All detergent proteases currently used in the market are serine proteases produced by Bacillus strains. B. licheniformis is one of the predominant sources of alkaline proteases (Gupta et al., 2002). The fungal alkaline proteases are advantageous due to the ease of downstream processing to prepare a microbe free enzyme. An alkaline protease from Conidiobolus coronatus was found to be compatible with the commercial detergents used in India (Phadatare et al., 1993) and retained 43% of its activity at 50Â°C for 56 min in the presence of Ca2+ (25 mM) and glycine (1M) (Bhosale et al., 1995). Other detergent proteases have been isolated from Conidiolobus coronatus (Bhosale et al., 1995; Phadatare et al., 1993), B. licheniformis (Ward, 1983), B. stearothermophilus (Dhandapani and Vijayaragavan, 1994; Cowan et al., 1985; Coolbear et al., 1991), B. thermoruber (Tomaschova et al., 1998), Thermoactinomyces sp. HS682 (Tsuchiya et al., 1992) and Bacillus sp. APR-4 (Kumar and Bhalla, 2004a, b).
New interest in properties such as low-temperature performance and the complexity of the patent situation has led to renewed interest in screening for novel enzymes in nature. The development of new detergent compositions will also have an important impact on the development of new proteases and other types of detergent enzymes. The search for new proteases is, of course, not limited to subtilisins, but is also directed at finding completely new protease backbones. Some interesting molecules have been identified, but none of them has as yet made it into a detergent product (Cherry and Fidantsef, 2003). Every year approximately ten new wild-type subtilisins are now being described in the scientific or patent literature. Interesting enzymes are still isolated by classical microbiological screening methods e.g., the oxidation-stable subtilisin (Saeki et al., 2000, 2002). Graham et al. (2001) designed a laundry sheet containing a predetermined amount of a laundry detergent which permits the consumer to simply add the laundry sheet to the washing machine and can optionally include a fabric softener or other chemicals such as brighteners, oxidizing agents and provide an environmentally friendly detergent system to avoid the use of powdered detergents. The stabilization of proteases in liquid preparations is still a field for research (Russell and Britton, 2002). The major problem in aqueous environments is auto-proteolysis. Some general principles in formulating liquid detergents include the reduction of the free water concentration and the use of reversible inhibitors like borate or phenyl-boronic acid derivatives. Also, the composition and nature of the surfactants in the liquid detergent greatly influence the storage stability of the enzyme.

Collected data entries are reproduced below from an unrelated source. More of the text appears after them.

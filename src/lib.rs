//! SetuIO - serial protocol bridge for the ArloBot Propeller base
//!
//! The [`engine::ProtocolEngine`] parses the firmware's tab-delimited line
//! protocol, tracks the safety interlock and motor power, turns odometry lines
//! into pose, twist and synthetic range scans, and encodes velocity and drive
//! geometry commands back onto the wire.
//!
//! Transport, bus and relay hardware are injected, so everything here can be
//! driven from tests with [`transport::MockTransport`],
//! [`core::bus::RecordingBus`] and [`engine::relay::MockRelayBoard`].

pub mod app;
pub mod config;
pub mod core;
pub mod engine;
pub mod error;
pub mod protocol;
pub mod streaming;
pub mod transport;

// Re-export commonly used types
pub use app::SetuApp;
pub use config::AppConfig;
pub use engine::{EngineStats, ProtocolEngine};
pub use error::{Error, Result};
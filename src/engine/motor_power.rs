//! Motor power tracking and relay switching

use super::relay::{RelayBoard, RelayChannel};
use crate::core::types::MotorPowerState;
use crate::error::Result;

/// Relay board plus the two channels wired to the drive motors
pub struct MotorRelays {
    board: Box<dyn RelayBoard>,
    left: RelayChannel,
    right: RelayChannel,
}

impl MotorRelays {
    pub fn new(board: Box<dyn RelayBoard>, left: RelayChannel, right: RelayChannel) -> Self {
        Self { board, left, right }
    }

    /// Close both relays, or leave both open
    fn close(&mut self) -> Result<()> {
        let result = self
            .board
            .set_channel_bits(self.left.mask())
            .and_then(|_| self.board.set_channel_bits(self.right.mask()));

        if result.is_err() {
            if let Err(e) = self.open() {
                log::error!("Failed to reopen motor relays after failed close: {}", e);
            }
        }
        result
    }

    /// Open both relays; the second is tried even if the first fails
    fn open(&mut self) -> Result<()> {
        let left = self.board.clear_channel_bits(self.left.mask());
        let right = self.board.clear_channel_bits(self.right.mask());
        left.and(right)
    }
}

/// Tracks motor power and drives the relays when a board is present
///
/// Without relays the controller only flips its own state flag. The safety
/// guard for switching on belongs to the caller; this type does not check it.
pub struct MotorPowerController {
    state: MotorPowerState,
    relays: Option<MotorRelays>,
}

impl MotorPowerController {
    /// Controller that assumes every switch succeeds
    pub fn state_only() -> Self {
        Self {
            state: MotorPowerState::Off,
            relays: None,
        }
    }

    /// Controller that switches the given relays
    pub fn with_relays(relays: MotorRelays) -> Self {
        Self {
            state: MotorPowerState::Off,
            relays: Some(relays),
        }
    }

    pub fn state(&self) -> MotorPowerState {
        self.state
    }

    pub fn is_on(&self) -> bool {
        self.state == MotorPowerState::On
    }

    pub fn has_relays(&self) -> bool {
        self.relays.is_some()
    }

    /// Switch motors on
    ///
    /// Returns `Ok(true)` if the state changed. Already on is a no-op. On relay
    /// failure the state stays Off and the error is returned.
    pub fn switch_on(&mut self) -> Result<bool> {
        if self.is_on() {
            return Ok(false);
        }
        if let Some(relays) = self.relays.as_mut() {
            relays.close()?;
        }
        self.state = MotorPowerState::On;
        log::info!("Motors switched on");
        Ok(true)
    }

    /// Switch motors off
    ///
    /// Returns `Ok(true)` if the state changed. Already off is a no-op.
    pub fn switch_off(&mut self) -> Result<bool> {
        if !self.is_on() {
            return Ok(false);
        }
        self.force_off()?;
        Ok(true)
    }

    /// Open the relays regardless of the tracked state
    ///
    /// Used by the stop sequence, where the relays may have been left closed by
    /// an earlier process.
    pub fn force_off(&mut self) -> Result<()> {
        if let Some(relays) = self.relays.as_mut() {
            relays.open()?;
        }
        if self.is_on() {
            log::info!("Motors switched off");
        }
        self.state = MotorPowerState::Off;
        Ok(())
    }
}

#[cfg(test)]
mod tests {
    use super::*;
    use crate::engine::relay::MockRelayBoard;
    use crate::error::Error;

    fn relay_controller(left: &str, right: &str) -> (MotorPowerController, MockRelayBoard) {
        let board = MockRelayBoard::new();
        let relays = MotorRelays::new(
            Box::new(board.clone()),
            left.parse().unwrap(),
            right.parse().unwrap(),
        );
        (MotorPowerController::with_relays(relays), board)
    }

    #[test]
    fn test_state_only_mode() {
        let mut motors = MotorPowerController::state_only();
        assert_eq!(motors.state(), MotorPowerState::Off);
        assert!(!motors.has_relays());

        assert!(motors.switch_on().unwrap());
        assert!(motors.is_on());
        assert!(!motors.switch_on().unwrap());

        assert!(motors.switch_off().unwrap());
        assert!(!motors.switch_off().unwrap());
        assert_eq!(motors.state(), MotorPowerState::Off);
    }

    #[test]
    fn test_relay_bits_follow_power() {
        let (mut motors, board) = relay_controller("1", "2");

        motors.switch_on().unwrap();
        assert_eq!(board.port(), 0x03);

        motors.switch_off().unwrap();
        assert_eq!(board.port(), 0x00);
    }

    #[test]
    fn test_switch_on_twice_touches_relays_once() {
        let (mut motors, board) = relay_controller("5", "8");

        motors.switch_on().unwrap();
        motors.switch_on().unwrap();
        assert_eq!(board.port(), 0x90);
        assert_eq!(board.operations(), 2);
    }

    #[test]
    fn test_relay_failure_keeps_state() {
        let (mut motors, board) = relay_controller("1", "2");
        board.set_failing(true);

        let err = motors.switch_on().unwrap_err();
        assert!(matches!(err, Error::Relay(_)));
        assert_eq!(motors.state(), MotorPowerState::Off);
    }

    #[test]
    fn test_partial_close_reopens_first_relay() {
        let (mut motors, board) = relay_controller("1", "2");
        board.fail_once_after(1);

        assert!(motors.switch_on().is_err());
        assert_eq!(motors.state(), MotorPowerState::Off);
        assert_eq!(board.port(), 0x00);
    }

    #[test]
    fn test_force_off_clears_relays_even_when_off() {
        let (mut motors, board) = relay_controller("3", "4");
        let mut raw = board.clone();
        raw.set_channel_bits(0x0C).unwrap();

        motors.force_off().unwrap();
        assert_eq!(board.port(), 0x00);
        assert_eq!(motors.state(), MotorPowerState::Off);
    }
}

In addition to microbiological screening methods based on the cultivation of protease-producing microorganisms, the exploitation of genome programs and metagenomic screening methods have been established and enlarging the screening pool (Gupta et al., 2002; Lorenz et al., 2001).
ENGINEERING OF DETERGENT ENZYMES FOR IMPROVED STABILITY AND CATALYTIC BEHAVIOUR
Protein engineering allows the introduction of pre-designed changes into the gene for synthesis of protein with an altered function that is desired for its application. Protein engineering techniques, where one or more amino acids in the protein are changed, enable manufacturer to improve enzyme for the detergent industry. Protein engineering creates possibilities for new as well as old enzymes. Most of the industrially important enzymes are now produced from genetically engineered microorganisms. This technique has made possible to selectively delete domains from multifunctional proteins and to examine the loss of the presumed function (Gupta et al., 2002). Site directed mutation of active site amino acids has made it feasible to test their functional importance. This method has already proved its value in the study of pancreatic trypsin and carboxypeptidase and can be extended to many other proteases of industrials importance.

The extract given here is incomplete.